# What you need to do:
Where the records below reach the line containing "assert_eq!(one.state, two.state);", start transcribing, and end with the line containing "the field cannot", exactly and with nothing else added.
---- Supplied entries
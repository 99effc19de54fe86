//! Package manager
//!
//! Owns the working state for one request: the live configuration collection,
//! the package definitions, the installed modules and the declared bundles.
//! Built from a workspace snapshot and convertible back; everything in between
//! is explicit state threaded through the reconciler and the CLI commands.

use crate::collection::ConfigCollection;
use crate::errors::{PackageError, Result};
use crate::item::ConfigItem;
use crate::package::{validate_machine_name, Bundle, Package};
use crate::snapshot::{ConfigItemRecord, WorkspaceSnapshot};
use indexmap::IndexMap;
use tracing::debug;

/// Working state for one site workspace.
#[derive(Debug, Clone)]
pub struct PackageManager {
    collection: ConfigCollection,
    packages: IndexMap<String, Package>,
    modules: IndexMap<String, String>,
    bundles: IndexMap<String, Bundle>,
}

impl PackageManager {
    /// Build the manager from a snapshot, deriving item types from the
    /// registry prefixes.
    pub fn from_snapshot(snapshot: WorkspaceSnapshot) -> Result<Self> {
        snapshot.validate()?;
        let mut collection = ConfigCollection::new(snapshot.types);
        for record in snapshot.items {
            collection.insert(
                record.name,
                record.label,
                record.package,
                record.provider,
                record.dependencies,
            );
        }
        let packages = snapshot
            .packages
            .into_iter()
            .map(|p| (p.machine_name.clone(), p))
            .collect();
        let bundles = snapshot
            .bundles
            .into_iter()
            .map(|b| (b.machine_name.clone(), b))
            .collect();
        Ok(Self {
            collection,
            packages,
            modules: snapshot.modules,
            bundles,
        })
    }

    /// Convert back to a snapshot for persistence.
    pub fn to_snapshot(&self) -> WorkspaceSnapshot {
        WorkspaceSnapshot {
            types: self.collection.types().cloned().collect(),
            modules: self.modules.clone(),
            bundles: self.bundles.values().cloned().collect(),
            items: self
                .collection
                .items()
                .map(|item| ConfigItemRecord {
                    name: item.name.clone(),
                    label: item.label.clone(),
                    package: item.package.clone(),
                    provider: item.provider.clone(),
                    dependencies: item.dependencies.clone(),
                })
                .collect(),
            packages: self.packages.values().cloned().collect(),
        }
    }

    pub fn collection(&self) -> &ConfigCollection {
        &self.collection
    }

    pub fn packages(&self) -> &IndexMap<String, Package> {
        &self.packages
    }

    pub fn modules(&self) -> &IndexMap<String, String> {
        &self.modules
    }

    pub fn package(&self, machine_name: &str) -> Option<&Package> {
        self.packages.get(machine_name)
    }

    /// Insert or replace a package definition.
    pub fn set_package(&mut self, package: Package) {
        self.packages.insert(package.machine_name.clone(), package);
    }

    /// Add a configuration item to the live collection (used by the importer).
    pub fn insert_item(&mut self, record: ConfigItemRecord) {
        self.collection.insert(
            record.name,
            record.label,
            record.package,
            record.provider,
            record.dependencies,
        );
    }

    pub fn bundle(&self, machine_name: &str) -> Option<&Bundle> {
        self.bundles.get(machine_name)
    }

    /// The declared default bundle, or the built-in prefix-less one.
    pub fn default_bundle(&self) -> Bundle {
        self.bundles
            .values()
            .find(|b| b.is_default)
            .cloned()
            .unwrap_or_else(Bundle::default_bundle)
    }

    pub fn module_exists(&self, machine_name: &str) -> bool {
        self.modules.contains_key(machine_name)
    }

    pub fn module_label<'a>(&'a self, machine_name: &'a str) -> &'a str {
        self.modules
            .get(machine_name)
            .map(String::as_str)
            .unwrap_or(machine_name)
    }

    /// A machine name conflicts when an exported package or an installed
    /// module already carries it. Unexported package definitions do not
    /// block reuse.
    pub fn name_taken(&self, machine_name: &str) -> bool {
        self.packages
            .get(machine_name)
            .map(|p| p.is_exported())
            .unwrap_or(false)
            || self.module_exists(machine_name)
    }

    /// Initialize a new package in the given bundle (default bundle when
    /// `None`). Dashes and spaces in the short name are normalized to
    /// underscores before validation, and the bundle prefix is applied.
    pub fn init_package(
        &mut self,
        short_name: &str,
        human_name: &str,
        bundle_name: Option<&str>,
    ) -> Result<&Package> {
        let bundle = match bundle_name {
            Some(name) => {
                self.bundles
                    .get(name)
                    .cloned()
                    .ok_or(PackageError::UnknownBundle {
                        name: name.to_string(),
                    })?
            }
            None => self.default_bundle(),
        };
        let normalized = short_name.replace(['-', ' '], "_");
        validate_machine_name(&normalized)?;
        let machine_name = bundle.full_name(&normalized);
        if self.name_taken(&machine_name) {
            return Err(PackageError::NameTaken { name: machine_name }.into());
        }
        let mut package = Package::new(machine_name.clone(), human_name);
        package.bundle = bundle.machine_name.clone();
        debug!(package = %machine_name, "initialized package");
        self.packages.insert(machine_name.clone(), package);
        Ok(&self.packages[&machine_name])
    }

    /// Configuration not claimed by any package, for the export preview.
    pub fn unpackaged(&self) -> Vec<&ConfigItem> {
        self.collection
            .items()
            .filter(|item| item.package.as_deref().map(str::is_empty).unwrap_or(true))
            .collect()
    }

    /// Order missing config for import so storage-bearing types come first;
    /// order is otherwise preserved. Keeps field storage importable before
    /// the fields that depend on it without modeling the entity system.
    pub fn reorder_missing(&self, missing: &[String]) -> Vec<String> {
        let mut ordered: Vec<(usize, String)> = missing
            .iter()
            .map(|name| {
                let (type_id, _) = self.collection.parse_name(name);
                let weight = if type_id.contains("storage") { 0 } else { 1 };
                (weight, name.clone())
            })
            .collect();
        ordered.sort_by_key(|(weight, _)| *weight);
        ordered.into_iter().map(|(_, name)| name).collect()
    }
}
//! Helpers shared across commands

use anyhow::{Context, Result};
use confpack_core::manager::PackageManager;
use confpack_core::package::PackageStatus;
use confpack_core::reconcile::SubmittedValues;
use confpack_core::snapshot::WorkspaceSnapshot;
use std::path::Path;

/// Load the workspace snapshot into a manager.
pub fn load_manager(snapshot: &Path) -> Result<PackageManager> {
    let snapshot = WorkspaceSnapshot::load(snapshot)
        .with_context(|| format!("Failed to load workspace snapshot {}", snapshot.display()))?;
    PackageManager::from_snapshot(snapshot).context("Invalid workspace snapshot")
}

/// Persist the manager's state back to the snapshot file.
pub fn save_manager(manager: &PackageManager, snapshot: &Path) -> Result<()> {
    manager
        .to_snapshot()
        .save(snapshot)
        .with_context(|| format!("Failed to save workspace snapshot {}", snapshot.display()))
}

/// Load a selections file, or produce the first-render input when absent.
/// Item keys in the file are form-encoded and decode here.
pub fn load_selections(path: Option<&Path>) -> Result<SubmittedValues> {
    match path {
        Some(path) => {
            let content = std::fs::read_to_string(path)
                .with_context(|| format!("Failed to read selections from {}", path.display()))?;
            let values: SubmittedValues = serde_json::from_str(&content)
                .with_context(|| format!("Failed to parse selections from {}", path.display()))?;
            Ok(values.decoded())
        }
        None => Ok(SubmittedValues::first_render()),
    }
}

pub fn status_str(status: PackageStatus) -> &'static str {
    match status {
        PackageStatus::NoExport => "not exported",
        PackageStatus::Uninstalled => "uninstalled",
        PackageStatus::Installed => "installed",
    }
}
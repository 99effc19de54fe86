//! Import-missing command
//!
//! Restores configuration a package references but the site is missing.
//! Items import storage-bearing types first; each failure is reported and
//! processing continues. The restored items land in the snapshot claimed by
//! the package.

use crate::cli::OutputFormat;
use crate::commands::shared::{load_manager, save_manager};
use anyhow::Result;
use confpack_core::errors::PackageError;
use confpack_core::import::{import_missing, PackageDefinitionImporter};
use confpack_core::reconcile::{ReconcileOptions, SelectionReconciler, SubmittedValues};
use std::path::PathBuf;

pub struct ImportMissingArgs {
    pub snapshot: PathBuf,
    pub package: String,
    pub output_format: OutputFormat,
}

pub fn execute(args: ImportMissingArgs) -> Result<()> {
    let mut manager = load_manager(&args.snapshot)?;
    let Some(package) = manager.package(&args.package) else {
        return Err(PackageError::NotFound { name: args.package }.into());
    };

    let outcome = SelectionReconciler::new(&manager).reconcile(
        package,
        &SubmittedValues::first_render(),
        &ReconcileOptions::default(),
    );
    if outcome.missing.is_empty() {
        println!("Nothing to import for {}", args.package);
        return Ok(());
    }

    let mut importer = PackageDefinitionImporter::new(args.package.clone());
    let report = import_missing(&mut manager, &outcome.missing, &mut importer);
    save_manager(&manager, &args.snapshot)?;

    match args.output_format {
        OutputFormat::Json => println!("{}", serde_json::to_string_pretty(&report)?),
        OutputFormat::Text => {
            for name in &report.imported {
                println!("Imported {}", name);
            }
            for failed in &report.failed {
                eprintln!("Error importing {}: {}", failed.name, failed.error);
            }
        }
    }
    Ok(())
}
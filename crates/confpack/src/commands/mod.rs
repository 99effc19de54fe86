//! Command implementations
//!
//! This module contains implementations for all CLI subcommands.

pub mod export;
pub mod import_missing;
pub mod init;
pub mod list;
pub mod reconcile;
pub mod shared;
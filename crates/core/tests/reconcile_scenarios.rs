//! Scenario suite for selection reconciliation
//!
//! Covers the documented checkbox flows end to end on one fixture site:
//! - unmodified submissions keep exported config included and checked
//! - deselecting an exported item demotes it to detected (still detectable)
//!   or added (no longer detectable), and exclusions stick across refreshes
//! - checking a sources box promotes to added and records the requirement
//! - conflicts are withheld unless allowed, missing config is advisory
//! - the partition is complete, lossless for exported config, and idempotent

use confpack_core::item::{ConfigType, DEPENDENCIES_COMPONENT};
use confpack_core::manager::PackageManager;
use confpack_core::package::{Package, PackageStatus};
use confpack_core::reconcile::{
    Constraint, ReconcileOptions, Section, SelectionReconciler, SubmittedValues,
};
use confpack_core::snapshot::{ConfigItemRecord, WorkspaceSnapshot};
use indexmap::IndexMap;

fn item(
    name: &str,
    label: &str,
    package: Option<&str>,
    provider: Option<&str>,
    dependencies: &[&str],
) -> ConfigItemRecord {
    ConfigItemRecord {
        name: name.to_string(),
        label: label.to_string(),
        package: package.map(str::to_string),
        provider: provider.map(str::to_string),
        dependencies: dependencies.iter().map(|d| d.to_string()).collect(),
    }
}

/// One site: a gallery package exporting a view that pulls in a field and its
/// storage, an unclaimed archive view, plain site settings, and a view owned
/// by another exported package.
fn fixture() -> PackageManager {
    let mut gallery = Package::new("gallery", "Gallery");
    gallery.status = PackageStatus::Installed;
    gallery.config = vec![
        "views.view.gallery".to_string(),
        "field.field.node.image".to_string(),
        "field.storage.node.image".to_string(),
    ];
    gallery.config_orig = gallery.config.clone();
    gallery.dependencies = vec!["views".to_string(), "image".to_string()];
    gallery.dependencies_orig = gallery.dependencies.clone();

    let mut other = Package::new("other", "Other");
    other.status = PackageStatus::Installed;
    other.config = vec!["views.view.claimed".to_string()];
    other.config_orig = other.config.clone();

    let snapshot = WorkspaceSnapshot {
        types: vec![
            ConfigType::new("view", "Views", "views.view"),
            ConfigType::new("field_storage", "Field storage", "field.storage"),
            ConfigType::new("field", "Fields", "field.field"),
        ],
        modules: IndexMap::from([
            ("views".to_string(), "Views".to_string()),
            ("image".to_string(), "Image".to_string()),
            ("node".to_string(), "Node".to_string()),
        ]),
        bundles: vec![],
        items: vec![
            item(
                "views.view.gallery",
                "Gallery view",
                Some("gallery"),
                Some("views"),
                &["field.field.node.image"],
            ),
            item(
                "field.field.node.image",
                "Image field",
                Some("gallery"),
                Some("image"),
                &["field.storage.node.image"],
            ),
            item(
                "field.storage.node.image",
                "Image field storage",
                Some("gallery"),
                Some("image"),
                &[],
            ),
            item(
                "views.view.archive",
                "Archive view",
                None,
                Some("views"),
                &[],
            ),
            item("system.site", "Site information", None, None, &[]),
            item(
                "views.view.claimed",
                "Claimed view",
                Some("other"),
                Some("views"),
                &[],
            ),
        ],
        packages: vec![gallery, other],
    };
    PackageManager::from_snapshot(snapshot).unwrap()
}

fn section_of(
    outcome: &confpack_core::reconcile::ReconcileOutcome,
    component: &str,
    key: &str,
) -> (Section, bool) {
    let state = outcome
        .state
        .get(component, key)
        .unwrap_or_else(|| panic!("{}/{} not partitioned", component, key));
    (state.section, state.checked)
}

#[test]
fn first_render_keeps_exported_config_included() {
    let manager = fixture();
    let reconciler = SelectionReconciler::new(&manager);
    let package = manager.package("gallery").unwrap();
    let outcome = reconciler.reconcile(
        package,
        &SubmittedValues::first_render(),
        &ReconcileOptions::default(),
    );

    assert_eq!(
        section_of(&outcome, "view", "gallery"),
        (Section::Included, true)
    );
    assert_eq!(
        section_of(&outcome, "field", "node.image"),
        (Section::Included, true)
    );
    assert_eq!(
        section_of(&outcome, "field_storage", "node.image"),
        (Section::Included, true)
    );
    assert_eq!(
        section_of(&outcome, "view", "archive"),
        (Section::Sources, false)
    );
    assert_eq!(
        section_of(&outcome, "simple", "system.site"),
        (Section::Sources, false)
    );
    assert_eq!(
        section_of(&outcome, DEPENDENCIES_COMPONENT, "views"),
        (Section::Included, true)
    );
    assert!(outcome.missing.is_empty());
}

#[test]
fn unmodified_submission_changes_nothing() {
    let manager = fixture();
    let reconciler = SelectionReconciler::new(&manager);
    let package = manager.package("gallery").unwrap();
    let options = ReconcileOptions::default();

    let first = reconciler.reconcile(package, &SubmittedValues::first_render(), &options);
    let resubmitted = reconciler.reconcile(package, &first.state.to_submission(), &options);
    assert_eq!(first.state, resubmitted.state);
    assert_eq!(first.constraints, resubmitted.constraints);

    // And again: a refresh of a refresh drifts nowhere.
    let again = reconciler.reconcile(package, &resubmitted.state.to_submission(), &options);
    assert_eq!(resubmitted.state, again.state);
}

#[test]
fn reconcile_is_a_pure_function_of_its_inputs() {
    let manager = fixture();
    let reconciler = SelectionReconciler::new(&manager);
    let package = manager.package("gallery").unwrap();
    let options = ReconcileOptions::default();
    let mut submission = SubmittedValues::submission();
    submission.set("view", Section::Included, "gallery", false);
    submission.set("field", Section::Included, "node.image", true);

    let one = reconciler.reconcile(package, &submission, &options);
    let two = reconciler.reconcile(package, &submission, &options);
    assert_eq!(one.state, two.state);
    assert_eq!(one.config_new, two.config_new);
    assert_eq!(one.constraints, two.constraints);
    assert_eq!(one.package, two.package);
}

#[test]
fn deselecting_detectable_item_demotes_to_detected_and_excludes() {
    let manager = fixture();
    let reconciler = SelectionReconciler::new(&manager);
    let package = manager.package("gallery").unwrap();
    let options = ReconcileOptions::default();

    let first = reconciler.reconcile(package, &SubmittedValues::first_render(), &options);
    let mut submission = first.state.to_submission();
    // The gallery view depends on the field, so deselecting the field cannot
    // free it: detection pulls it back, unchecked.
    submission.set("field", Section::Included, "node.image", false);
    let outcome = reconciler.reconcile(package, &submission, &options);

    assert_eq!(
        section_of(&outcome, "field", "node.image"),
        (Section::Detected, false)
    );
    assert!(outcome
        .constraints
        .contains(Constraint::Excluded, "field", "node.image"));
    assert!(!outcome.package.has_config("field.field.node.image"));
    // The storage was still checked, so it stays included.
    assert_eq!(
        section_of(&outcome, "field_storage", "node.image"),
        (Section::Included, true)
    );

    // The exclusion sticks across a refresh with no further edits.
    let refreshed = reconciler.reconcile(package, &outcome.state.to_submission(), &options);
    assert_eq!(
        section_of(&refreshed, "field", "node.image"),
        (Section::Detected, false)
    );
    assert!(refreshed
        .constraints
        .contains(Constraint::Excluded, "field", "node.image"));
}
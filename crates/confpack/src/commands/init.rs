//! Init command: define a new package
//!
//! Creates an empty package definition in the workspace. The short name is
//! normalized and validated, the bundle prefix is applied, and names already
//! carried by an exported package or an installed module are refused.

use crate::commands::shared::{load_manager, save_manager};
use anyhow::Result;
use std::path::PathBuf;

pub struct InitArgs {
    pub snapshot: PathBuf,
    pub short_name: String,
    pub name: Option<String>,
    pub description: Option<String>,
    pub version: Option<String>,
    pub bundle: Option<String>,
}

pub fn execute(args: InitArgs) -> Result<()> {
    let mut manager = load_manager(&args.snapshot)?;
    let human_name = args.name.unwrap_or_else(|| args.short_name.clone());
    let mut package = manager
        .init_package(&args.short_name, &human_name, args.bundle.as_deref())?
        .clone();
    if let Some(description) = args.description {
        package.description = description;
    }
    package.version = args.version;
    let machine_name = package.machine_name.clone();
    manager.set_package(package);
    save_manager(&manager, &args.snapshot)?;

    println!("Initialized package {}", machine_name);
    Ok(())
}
--------
# Output below:
    assert_eq!(one.state, two.state);
    assert_eq!(one.config_new, two.config_new);
    assert_eq!(one.constraints, two.constraints);
    assert_eq!(one.package, two.package);
}

#[test]
fn deselecting_detectable_item_demotes_to_detected_and_excludes() {
    let manager = fixture();
    let reconciler = SelectionReconciler::new(&manager);
    let package = manager.package("gallery").unwrap();
    let options = ReconcileOptions::default();

    let first = reconciler.reconcile(package, &SubmittedValues::first_render(), &options);
    let mut submission = first.state.to_submission();
    // The gallery view depends on the field, so deselecting the field cannot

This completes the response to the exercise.